Mission accomplie pour Xen Cuts. La nouvelle compilation de Ninja Tune fait preuve d'excellence, de pérennité et de goût aventureux mais sûr en matière de musique, qu'elle soit hip hop ou qu'elle aille au-delà.

Ninja Tune :: 2000 :: acheter ce disque

En dépit de l’extrême diversité de son catalogue, Ninja Tune demeure largement plus connu et apprécié des fans de musiques électroniques que des amateurs de hip hop. Et pourtant, c’est par de fortes intonations rap, notamment grâce à un remix du "Paid in Full" d’Eric B & Rakim, que Jonathan More et Matt Black (plus connus sous le nom de Coldcut) ont commencé leur carrière, puis lancé un label qui est aujourd’hui l’un des plus gros indés. Ces grosses racines dans le hip hop ont d’ailleurs été une constante chez Ninja Tune, ce jusqu’aux oeuvres de The Herbaliser et à la fondation de Big Dada, leur division purement rap. Démonstration une fois encore sur ce double CD (triple pour les chanceux qui disposent d’une version limitée) sorti pour célébrer ses 10 ans.

Ninja Tune aurait pu limiter les risques et se contenter d’une compilation rétrospective. Le label avait bien assez dans ses tiroirs pour pondre une suite imparable de pépites.
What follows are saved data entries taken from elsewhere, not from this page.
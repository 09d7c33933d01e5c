//! Mount API - Shell lifecycle and editor initialization.
//!
//! This module provides the composition root of the embedding shell: it
//! creates the shortcut router, wires the router's output to the editor's
//! inbound port, and initializes the editor with its mount-time flags.
//!
//! Initialization is deferred by one frame so the flags carry the mount
//! element's settled on-page geometry rather than a pre-layout rectangle.
//!
//! # Example
//!
//! ```ignore
//! use scrawl_shell::pipeline::mount::{MountPoint, Shell};
//! use scrawl_shell::types::Rect;
//! use std::time::Duration;
//!
//! let mount = MountPoint::new(Rect::new(0, 0, 80, 24));
//! let mut shell = Shell::new();
//! shell.render(mount);
//!
//! // Drive the shell from your event loop
//! loop {
//!     shell.tick(Duration::from_millis(16))?;
//! }
//! ```

use std::cell::{Cell, Ref, RefCell};
use std::io;
use std::rc::Rc;
use std::sync::mpsc::{self, Receiver};
use std::time::{Duration, SystemTime, UNIX_EPOCH};

use crate::state::shortcuts::{self, ShortcutRouter, ShortcutSink};
use crate::state::input;
use crate::types::Rect;
use super::frame;

/// Bound on the editor's undo-history depth, passed at mount time.
pub const MAX_HISTORY_SIZE: u32 = 50;

// =============================================================================
// Mount point
// =============================================================================

/// The host element the editor is mounted into.
///
/// Shared between the host page and the deferred init callback, so the
/// geometry read happens after host layout has settled.
pub struct MountPoint {
    rect: Cell<Rect>,
}

impl MountPoint {
    /// Create a mount point with its current on-page rectangle.
    pub fn new(rect: Rect) -> Rc<Self> {
        Rc::new(Self {
            rect: Cell::new(rect),
        })
    }

    /// The element's current on-page rectangle.
    pub fn rect(&self) -> Rect {
        self.rect.get()
    }

    /// Update the rectangle (host layout settling).
    pub fn set_rect(&self, rect: Rect) {
        self.rect.set(rect);
    }
}

// =============================================================================
// Editor application
// =============================================================================

/// Initialization flags handed to the editor at mount time.
#[derive(Debug, Clone, Copy, PartialEq, Eq)]
pub struct EmbedFlags {
    /// Seed for id allocation inside the editor, from wall-clock time.
    pub latest_id: u64,
    /// Undo-history depth bound.
    pub max_history_size: u32,
    /// Mount element geometry at deferred initialization.
    pub embed_left: u16,
    pub embed_top: u16,
    pub embed_width: u16,
    pub embed_height: u16,
}

impl EmbedFlags {
    fn at_mount(rect: Rect) -> Self {
        Self {
            latest_id: current_time_millis(),
            max_history_size: MAX_HISTORY_SIZE,
            embed_left: rect.left,
            embed_top: rect.top,
            embed_width: rect.width,
            embed_height: rect.height,
        }
    }
}

/// The mounted editor application instance.
///
/// The editor itself is an opaque collaborator; this handle is its side of
/// the narrow boundary - the mount flags and the inbound shortcut port.
pub struct EditorApp {
    flags: EmbedFlags,
    shortcuts: Receiver<String>,
}

impl EditorApp {
    /// The flags the editor was initialized with.
    pub fn flags(&self) -> &EmbedFlags {
        &self.flags
    }

    /// Take the next forwarded shortcut, if one is queued.
    /// Messages arrive in keypress order, at most one per keydown.
    pub fn try_recv_shortcut(&self) -> Option<String> {
        self.shortcuts.try_recv().ok()
    }
}

fn current_time_millis() -> u64 {
    SystemTime::now()
        .duration_since(UNIX_EPOCH)
        .map(|d| d.as_millis() as u64)
        .unwrap_or(0)
}

// =============================================================================
// Shell
// =============================================================================

/// Shell lifecycle: `Unmounted -> Mounting -> Mounted`.
/// There is no transition back; a shell is disposed, not unmounted.
#[derive(Clone, Copy, Debug, Default, PartialEq, Eq)]
pub enum ShellState {
    #[default]
    Unmounted,
    /// `render` was called; waiting for the deferred init frame.
    Mounting,
    Mounted,
}

/// The embedding shell: shortcut router plus the editor instance.
///
/// Constructing a shell acquires the page-level keyboard listener. Keydowns
/// arriving before the deferred mount completes are dropped by the router's
/// empty sink - an accepted race, not an error.
pub struct Shell {
    router: ShortcutRouter,
    app: Rc<RefCell<Option<EditorApp>>>,
    state: Rc<Cell<ShellState>>,
}

impl Shell {
    /// Create the shell and register the page-level keyboard listener.
    pub fn new() -> Self {
        let mut router = ShortcutRouter::new(shortcuts::new_sink());
        router.attach();

        Self {
            router,
            app: Rc::new(RefCell::new(None)),
            state: Rc::new(Cell::new(ShellState::Unmounted)),
        }
    }

    /// Mount the editor into the given element.
    ///
    /// Defers to the next frame before reading the element's geometry, then
    /// initializes the editor and opens its shortcut port. Calling `render`
    /// again after the first call is ignored.
    pub fn render(&mut self, mount: Rc<MountPoint>) {
        if self.state.get() != ShellState::Unmounted {
            return;
        }
        self.state.set(ShellState::Mounting);

        let sink = self.router_sink();
        let app = self.app.clone();
        let state = self.state.clone();

        frame::schedule_frame(move || {
            let rect = mount.rect();
            let flags = EmbedFlags::at_mount(rect);

            let (tx, rx) = mpsc::channel();
            *sink.borrow_mut() = Some(tx);
            *app.borrow_mut() = Some(EditorApp {
                flags,
                shortcuts: rx,
            });
            state.set(ShellState::Mounted);
        });
    }

    /// Current lifecycle state.
    pub fn state(&self) -> ShellState {
        self.state.get()
    }

    /// Borrow the mounted editor instance (None until the init frame ran).
    pub fn app(&self) -> Ref<'_, Option<EditorApp>> {
        self.app.borrow()
    }

    /// Release the page-level keyboard listener.
    ///
    /// Must be called by any host that tears the embedding down without a
    /// full page reload. Calling `shutdown` twice is a no-op.
    pub fn shutdown(&mut self) {
        self.router.detach();
    }

    /// Run one step of the host event loop: drain pending frame callbacks
    /// (including the deferred editor init), then poll and route one host
    /// input event.
    pub fn tick(&self, timeout: Duration) -> io::Result<()> {
        frame::run_frame_callbacks();
        if let Some(event) = input::poll_event(timeout)? {
            input::route_event(event);
        }
        Ok(())
    }

    fn router_sink(&self) -> ShortcutSink {
        self.router.sink()
    }
}

impl Default for Shell {
    fn default() -> Self {
        Self::new()
    }
}

// =============================================================================
// Tests
// =============================================================================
Mais Ninja Tune demeure une tête chercheuse, animée d’un souci prospectif. Il préfère sortir un échantillon représentatif de son catalogue récent, et démontrer qu’il est toujours vaillant. Assemblé avec beaucoup d’intelligence et de minutie, au point d’éviter le côté fourre-tout des compilations et de ressembler à un véritable album, Xen Cuts s’articule donc en deux CD’s très clairement distincts. Un premier, à connotation très rap, grâce notamment aux artistes Big Dada, un second beaucoup plus down tempo, souvent jazz, les deux étant unis par une forte présence des sonorités électroniques.

Le premier CD, celui qui nous intéresse le plus a priori, est donc rempli de emceeing, de cuts, de scratches, de break beats, tous éléments hip hop. Mais mutants, bourrés d’effets, mélangés à cinquante autres genres, à la sauce Ninja, reconnaissable dès le premier véritable morceau "Big Dada Sound" : tous les MC’s Big Dada (Ty, Roots Manuva, Juice Aleem, Mike Ladd, Toastie Tailor), brillants, se succèdent sur un fond plutôt drum’n bass, interrompus par des scratches dévastateurs. Puis vient le moment pour chacun de briller en solo, sous divers format. Les réussites sont nombreuses, quasi systématiques, impossible de les citer toutes.

Il faudra donc se contenter de mentionner le "QMS" désuet et craquant de T-Love, "Ug", bizarrerie sautillante de Mr Scruff, "Saboteur", alliance réussie de l’intrigant brésilien Amon Tobin et du MC londonien halluciné Roots Manuva, le spoken word de Sarah Jones sur un "Your Revolution" (une digression féministe sur le fameux "The Revolution Will Not Be Televised" de Gill Scott Heron) concocté par DJ Vadim, l’excellente chinoiserie "Emperor’s Main Course" de Kid Koala, le funky "Hip Hop Barrio" de Up, Bustle & Out, le collage "Give It Up" caractéristique de Coldcut, le "Night Night Theme" des Infesticons et l’excellent "8pt Agenda" de The Herbaliser, ici dans leur meilleur jour grâce notamment aux impeccables Latyrx. Les mêmes viennent d’ailleurs de signer chez Ninja Tune, avec tous les Quannum, en action ici sur le génial "Blue Flames", aussi présent sur leur Solesides Greatest Bumps.

Le second CD s’éloigne de nos territoires de prédilection. S’y étalent des morceaux down tempo, plus longs, plus instrumentaux, plus électroniques encore, souvent très jazzy. Il n’en reste pas moins tout à fait recommandable aux oreilles hip hop, même si une acclimatation est de mise. La magnifique basse de "Soul Pride" de Neptune, le latino "Los Locos Cubanos" de Up, Bustle & Out, l’orientalisant "Down & to the Left" d’Amon Tobin révèlent tous leurs charmes, de même que les longues plages suivantes. Mission accomplie donc pour Xen Cuts, et pour Ninja Tune en général, aujourd’hui ou sur toute son existence. Le label fait ici la démonstration idéale de son excellence, de sa pérennité, et de son goût aventureux mais sûr pour la musique, hip hop et au-delà.